WASHINGTON — President Joe Biden signed an executive order Thursday laying out fuel-efficiency goals that seek to ensure half the cars and trucks sold in the United States by 2030 are zero-emission electric vehicles.
He pledged large federal investments to help automakers build the factories and other infrastructure necessary for large-scale production of electric vehicles.
“They’re electric and there’s no turning back,” Biden said at a White House press conference as he predicted the future of the automobile industry.
He described his non-binding goals as an opportunity to reclaim the electric vehicle market from Chinese competitors while reducing greenhouse gas emissions.
“Right now, China’s winning the race,” Biden said.
China controls about 85% of the capacity to make rechargeable batteries for electric vehicles, the president said.

Other parts of his plan would invest heavily in research and development to improve battery technology. It also sets a target of installing 500,000 EV charging stations.
“The bottom line is that we are proposing a blue-collar blueprint to rebuild America,” Biden said.
Biden added he is reversing a Trump administration rollback of vehicle fuel efficiency standards.
His administration is developing new standards the Environmental Protection Agency says would reduce carbon emissions by two billion metric tons.
In an apparent preemptive response to Republican critics, the EPA also says the new standards would save Americans 200 billion gallons of gasoline and $900 over a vehicle lifespan.
EPA officials say their new fuel efficiency and emissions standards would provide about $140 billion in benefits to the U.S. economy.
The president announced his executive order surrounded by officials from General Motors, Ford Motor Co., Stellantis and the United Auto Workers. After he signed the order, he drove around the White House grounds in an all-electric Jeep Wrangler Rubicon
Biden’s announcement fell under immediate criticism from Republicans.
Scott Pruitt, former EPA administrator under the Trump administration, said if the government pushes automakers to build electric vehicles, it will raise the price of cars and trucks. Consumers instead would purchase less expensive, older used cars, he said.
“It’s actually counterproductive,” Pruitt said in a televised interview on FOX Business.
Rep. Nancy Mace, R-S.C., said many of the minerals for the rechargeable batteries would be mined in China or the Belgian Congo, which defeats Biden’s goal of building in the United States.
“We’re doing it completely backwards,” Pace said.
Much of the money for Biden’s fuel efficiency goals would come from the $1 trillion infrastructure bill that won agreement from a bipartisan group of senators on Sunday.
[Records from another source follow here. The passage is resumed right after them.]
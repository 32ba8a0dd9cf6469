//! Cell: The atomic unit of terminal display.
//!
//! A stopwatch screen only ever shows single code points (digits, box
//! drawing, labels), so a cell stores one `char` plus its style. Wide
//! characters occupy two columns; the second column holds a continuation
//! cell that the renderer skips.

use bitflags::bitflags;

/// True-color RGB representation.
#[derive(Clone, Copy, PartialEq, Eq, Default, Hash)]
pub struct Rgb {
    /// Red channel (0-255)
    pub r: u8,
    /// Green channel (0-255)
    pub g: u8,
    /// Blue channel (0-255)
    pub b: u8,
}

impl Rgb {
    /// Create a new RGB color.
    #[inline]
    pub const fn new(r: u8, g: u8, b: u8) -> Self {
        Self { r, g, b }
    }

    /// Black (0, 0, 0)
    pub const BLACK: Self = Self::new(0, 0, 0);
    /// White (255, 255, 255)
    pub const WHITE: Self = Self::new(255, 255, 255);

    /// Create from a 24-bit hex color (e.g., 0x88C0D0).
    #[inline]
    pub const fn from_u32(hex: u32) -> Self {
        Self::new(
            ((hex >> 16) & 0xFF) as u8,
            ((hex >> 8) & 0xFF) as u8,
            (hex & 0xFF) as u8,
        )
    }

    /// Linear blend towards `other`; `amount` is clamped to `0.0..=1.0`.
    #[must_use]
    pub fn blend(self, other: Self, amount: f32) -> Self {
        let t = amount.clamp(0.0, 1.0);
        #[allow(clippy::cast_possible_truncation, clippy::cast_sign_loss)]
        let mix = |a: u8, b: u8| (f32::from(b) - f32::from(a)).mul_add(t, f32::from(a)).round() as u8;
        Self::new(mix(self.r, other.r), mix(self.g, other.g), mix(self.b, other.b))
    }
}

impl std::fmt::Debug for Rgb {
    fn fmt(&self, f: &mut std::fmt::Formatter<'_>) -> std::fmt::Result {
        write!(f, "#{:02x}{:02x}{:02x}", self.r, self.g, self.b)
    }
}

impl From<u32> for Rgb {
    #[inline]
    fn from(hex: u32) -> Self {
        Self::from_u32(hex)
    }
}

bitflags! {
    /// Text style modifiers.
    ///
    /// ```
    /// use stopwatch::Modifiers;
    /// let style = Modifiers::BOLD | Modifiers::DIM;
    /// assert!(style.contains(Modifiers::BOLD));
    /// ```
    #[derive(Clone, Copy, PartialEq, Eq, Hash, Default)]
    pub struct Modifiers: u8 {
        /// Bold text
        const BOLD = 0b0000_0001;
        /// Dim/faint text
        const DIM = 0b0000_0010;
        /// Italic text
        const ITALIC = 0b0000_0100;
        /// Underlined text
        const UNDERLINE = 0b0000_1000;
        /// Reversed colors (fg/bg swapped)
        const REVERSED = 0b0001_0000;
    }
}

impl std::fmt::Debug for Modifiers {
    fn fmt(&self, f: &mut std::fmt::Formatter<'_>) -> std::fmt::Result {
        bitflags::parser::to_writer(self, f)
    }
}

/// A single terminal cell.
#[derive(Clone, Copy, PartialEq, Eq, Hash)]
pub struct Cell {
    /// Character shown; `'\0'` marks a wide-character continuation.
    ch: char,
    /// Display width (0 = continuation, 1 = normal, 2 = wide).
    width: u8,
    /// Foreground color.
    fg: Rgb,
    /// Background color.
    bg: Rgb,
    /// Text modifiers.
    modifiers: Modifiers,
}

impl Default for Cell {
    fn default() -> Self {
        Self::EMPTY
    }
}

impl Cell {
    /// An empty cell (space, white on black).
    pub const EMPTY: Self = Self {
        ch: ' ',
        width: 1,
        fg: Rgb::WHITE,
        bg: Rgb::BLACK,
        modifiers: Modifiers::empty(),
    };

    /// Create a cell holding `ch` with default colors.
    ///
    /// Zero-width characters are replaced by a space so every cell
    /// advances the cursor.
    pub fn new(ch: char) -> Self {
        let width = unicode_width::UnicodeWidthChar::width(ch).unwrap_or(0);
        match width {
            0 => Self::EMPTY,
            #[allow(clippy::cast_possible_truncation)]
            w => Self { ch, width: w.min(2) as u8, ..Self::EMPTY },
        }
    }

    /// The trailing half of a wide character.
    pub const fn continuation() -> Self {
        Self { ch: '\0', width: 0, ..Self::EMPTY }
    }

    /// Character in this cell.
    #[inline]
    pub const fn ch(&self) -> char {
        self.ch
    }

    /// Display width (0, 1, or 2).
    #[inline]
    pub const fn width(&self) -> u8 {
        self.width
    }

    /// Whether this is the trailing half of a wide character.
    #[inline]
    pub const fn is_continuation(&self) -> bool {
        self.width == 0
    }

    /// Foreground color.
    #[inline]
    pub const fn fg(&self) -> Rgb {
        self.fg
    }

    /// Background color.
    #[inline]
    pub const fn bg(&self) -> Rgb {
        self.bg
    }

    /// Modifiers.
    #[inline]
    pub const fn modifiers(&self) -> Modifiers {
        self.modifiers
    }

    /// Set the foreground color (builder pattern).
    #[inline]
    #[must_use]
    pub const fn with_fg(mut self, fg: Rgb) -> Self {
        self.fg = fg;
        self
    }

    /// Set the background color (builder pattern).
    #[inline]
    #[must_use]
    pub const fn with_bg(mut self, bg: Rgb) -> Self {
        self.bg = bg;
        self
    }

    /// Set the modifiers (builder pattern).
    #[inline]
    #[must_use]
    pub const fn with_modifiers(mut self, modifiers: Modifiers) -> Self {
        self.modifiers = modifiers;
        self
    }
}

impl std::fmt::Debug for Cell {
    fn fmt(&self, f: &mut std::fmt::Formatter<'_>) -> std::fmt::Result {
        f.debug_struct("Cell")
            .field("ch", &self.ch)
            .field("fg", &self.fg)
            .field("bg", &self.bg)
            .field("modifiers", &self.modifiers)
            .finish_non_exhaustive()
    }
}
A vote in Congress on the bill is expected as soon as this weekend.
Other environmental portions of the bill would invest billions of dollars into making the nation’s electrical grid more efficient, such as through a new generation of nuclear plants and electrical storage equipment. It also would invest in clean nuclear fusion technology, solar and wind energy.
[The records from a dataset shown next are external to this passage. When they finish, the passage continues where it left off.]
pub mod client;
pub mod error;
pub mod retry;

pub use client::{ComposeBackend, PhotoPart, WebhookClient};
pub use error::ComposeError;
pub use retry::send_with_retry;
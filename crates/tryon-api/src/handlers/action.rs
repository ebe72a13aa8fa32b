//! POST handler: one state-machine transition per request.

use std::sync::Arc;

use axum::extract::{Multipart, State};
use axum::http::HeaderMap;
use axum::response::Response;

use crate::error::HttpAppError;
use crate::handlers::{render_state, session_id_from_headers};
use crate::service::{Action, ActionInput, UploadedFile};
use crate::state::AppState;

pub async fn post_action(
    State(state): State<Arc<AppState>>,
    headers: HeaderMap,
    mut multipart: Multipart,
) -> Result<Response, HttpAppError> {
    let cookie_id = session_id_from_headers(&headers);
    let (id, session, created) = state.sessions.load_or_create(cookie_id).await;

    let committed = match parse_form(&mut multipart).await {
        Ok((Some(action), input)) => state.service.apply(&session, action, input).await,
        Ok((None, _)) => {
            // Unknown or missing action: the stage stays where it was.
            let mut unchanged = session.clone();
            unchanged.last_error = Some("Unknown action.".to_string());
            unchanged.touch();
            unchanged
        }
        Err(user_message) => {
            let mut failed = session.clone();
            failed.fail(user_message);
            failed
        }
    };

    state.sessions.commit(id, committed.clone()).await;
    render_state(&state, id, &committed, created).await
}

/// Pull the action and its inputs out of the multipart form. Errors are
/// already user-safe messages; the technical detail is logged here.
async fn parse_form(multipart: &mut Multipart) -> Result<(Option<Action>, ActionInput), String> {
    const READ_ERROR: &str = "Upload could not be read. Please try again.";

    let mut action = None;
    let mut input = ActionInput::default();

    loop {
        let field = match multipart.next_field().await {
            Ok(Some(field)) => field,
            Ok(None) => break,
            Err(e) => {
                tracing::debug!(error = %e, "multipart parse failed");
                return Err(READ_ERROR.to_string());
            }
        };

        let Some(name) = field.name().map(str::to_string) else {
            continue;
        };

        match name.as_str() {
            "action" => {
                let raw = field.text().await.map_err(|e| {
                    tracing::debug!(error = %e, "failed to read action field");
                    READ_ERROR.to_string()
                })?;
                action = Action::parse(raw.trim());
            }
            "user_photo" | "jewelry_photo" => {
                let file_name = field.file_name().unwrap_or_default().to_string();
                let bytes = field.bytes().await.map_err(|e| {
                    tracing::debug!(field = %name, error = %e, "failed to read file field");
                    READ_ERROR.to_string()
                })?;
                // Browsers post an empty part for an untouched file input.
                if file_name.is_empty() && bytes.is_empty() {
                    continue;
                }
                let upload = UploadedFile {
                    file_name,
                    bytes: bytes.to_vec(),
                };
                match name.as_str() {
                    "user_photo" => input.user_photo = Some(upload),
                    _ => input.jewelry_photo = Some(upload),
                }
            }
            "user_gallery" => {
                input.user_gallery = Some(read_text(field, &name).await?);
            }
            "jewelry_gallery" => {
                input.jewelry_gallery = Some(read_text(field, &name).await?);
            }
            "pin_user" => {
                input.pin_user = Some(parse_flag(&read_text(field, &name).await?));
            }
            "pin_jewelry" => {
                input.pin_jewelry = Some(parse_flag(&read_text(field, &name).await?));
            }
            other => {
                tracing::debug!(field = %other, "ignoring unknown form field");
            }
        }
    }

    Ok((action, input))
}

async fn read_text(field: axum::extract::multipart::Field<'_>, name: &str) -> Result<String, String> {
    field.text().await.map_err(|e| {
        tracing::debug!(field = %name, error = %e, "failed to read form field");
        "Upload could not be read. Please try again.".to_string()
    })
}

fn parse_flag(raw: &str) -> bool {
    matches!(raw.trim(), "1" | "true" | "on" | "yes")
}
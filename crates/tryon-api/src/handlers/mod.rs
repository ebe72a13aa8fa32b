pub mod action;
pub mod page;

use axum::http::{header, HeaderMap, HeaderValue};
use axum::response::{IntoResponse, Response};
use serde::Serialize;
use tryon_core::constants::{
    JEWELRY_PHOTO_PREFIX, SESSION_COOKIE, THUMBNAIL_PREFIX, USER_PHOTO_PREFIX,
};
use tryon_core::models::session::{Session, Stage};
use tryon_core::AppError;
use tryon_processing::stats::{image_stats, ImageStats};
use tryon_storage::UploadStore;
use uuid::Uuid;

use crate::error::HttpAppError;
use crate::state::AppState;

/// Session state plus galleries, as rendered to the client.
#[derive(Serialize)]
pub struct StateView {
    pub stage: Stage,
    pub user_photo: Option<String>,
    pub jewelry_photo: Option<String>,
    pub result_photo: Option<String>,
    pub pin_user: bool,
    pub pin_jewelry: bool,
    pub last_error: Option<String>,
    pub user_gallery: Vec<GalleryItem>,
    pub jewelry_gallery: Vec<GalleryItem>,
}

#[derive(Serialize)]
pub struct GalleryItem {
    pub thumbnail: String,
    pub photo: String,
    /// Thumbnail dimensions/MIME/size; absent when the file cannot be read.
    pub stats: Option<ImageStats>,
}

/// Gallery entries for one role, decorated with thumbnail stats. The stat
/// decode is CPU-bound and runs off the request thread.
async fn gallery_items(store: &UploadStore, prefix: &str) -> Result<Vec<GalleryItem>, HttpAppError> {
    let entries = store.list_gallery(prefix).await?;
    let thumbnails_dir = store.thumbnails_dir();

    tokio::task::spawn_blocking(move || {
        entries
            .into_iter()
            .map(|e| GalleryItem {
                stats: image_stats(&thumbnails_dir.join(&e.thumbnail)).ok(),
                thumbnail: e.thumbnail,
                photo: e.photo,
            })
            .collect::<Vec<_>>()
    })
    .await
    .map_err(|e| HttpAppError(AppError::Storage(format!("gallery listing failed: {}", e))))
}

/// Extract the session id from the request's cookies, if present and valid.
pub fn session_id_from_headers(headers: &HeaderMap) -> Option<Uuid> {
    let cookies = headers.get(header::COOKIE)?.to_str().ok()?;
    cookies.split(';').find_map(|pair| {
        let (name, value) = pair.trim().split_once('=')?;
        if name == SESSION_COOKIE {
            Uuid::parse_str(value.trim()).ok()
        } else {
            None
        }
    })
}

fn session_cookie_value(id: Uuid) -> HeaderValue {
    // The value is a UUID plus fixed attributes, always a valid header.
    HeaderValue::from_str(&format!(
        "{}={}; Path=/; HttpOnly; SameSite=Lax",
        SESSION_COOKIE, id
    ))
    .unwrap_or_else(|_| HeaderValue::from_static(""))
}

/// Render the committed session (plus both galleries) as JSON, attaching the
/// session cookie when newly issued.
pub async fn render_state(
    state: &AppState,
    session_id: Uuid,
    session: &Session,
    set_cookie: bool,
) -> Result<Response, HttpAppError> {
    let thumb_user = format!("{}{}", THUMBNAIL_PREFIX, USER_PHOTO_PREFIX);
    let thumb_jewel = format!("{}{}", THUMBNAIL_PREFIX, JEWELRY_PHOTO_PREFIX);

    let user_gallery = gallery_items(state.service.store(), &thumb_user).await?;
    let jewelry_gallery = gallery_items(state.service.store(), &thumb_jewel).await?;

    let view = StateView {
        stage: session.stage,
        user_photo: session.user_photo.clone(),
        jewelry_photo: session.jewelry_photo.clone(),
        result_photo: session.result_photo.clone(),
        pin_user: session.pin_user,
        pin_jewelry: session.pin_jewelry,
        last_error: session.last_error.clone(),
        user_gallery,
        jewelry_gallery,
    };

    let mut response = axum::Json(view).into_response();
    if set_cookie {
        response
            .headers_mut()
            .insert(header::SET_COOKIE, session_cookie_value(session_id));
    }
    Ok(response)
}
The future for the technologies was discussed Thursday during a hearing of the Senate Energy and Natural Resources Committee as it reviewed projects of the Energy Department’s Office of Science, which operates 10 national laboratories.
“Our committee has become aware of both the need to advance the Office of Science’s programmatic mission as well as address deferred maintenance issues,” said Sen. Joe Manchin, D-W.Va., the committee’s chairman. “We also need to invest in new infrastructure and equipment at the National Labs and elsewhere.”
One project under discussion was development of carbon capture technology, which could trap carbon dioxide pollution in the atmosphere, possibly using it for fuel.
Edward Seidel, the University of Wyoming’s president, suggested that the national labs work more closely with scientists at universities and corporations to develop the technology.
Thomas Zacharia, director of Oak Ridge National Laboratory, said there is technology that could be made practical within five to 10 years that would use nuclear fusion to produce abundant, low-cost electricity. Fusion is a reaction that combines two or more atomic nuclei.
“There’s a lot of work that needs to be done,” Zacharia said.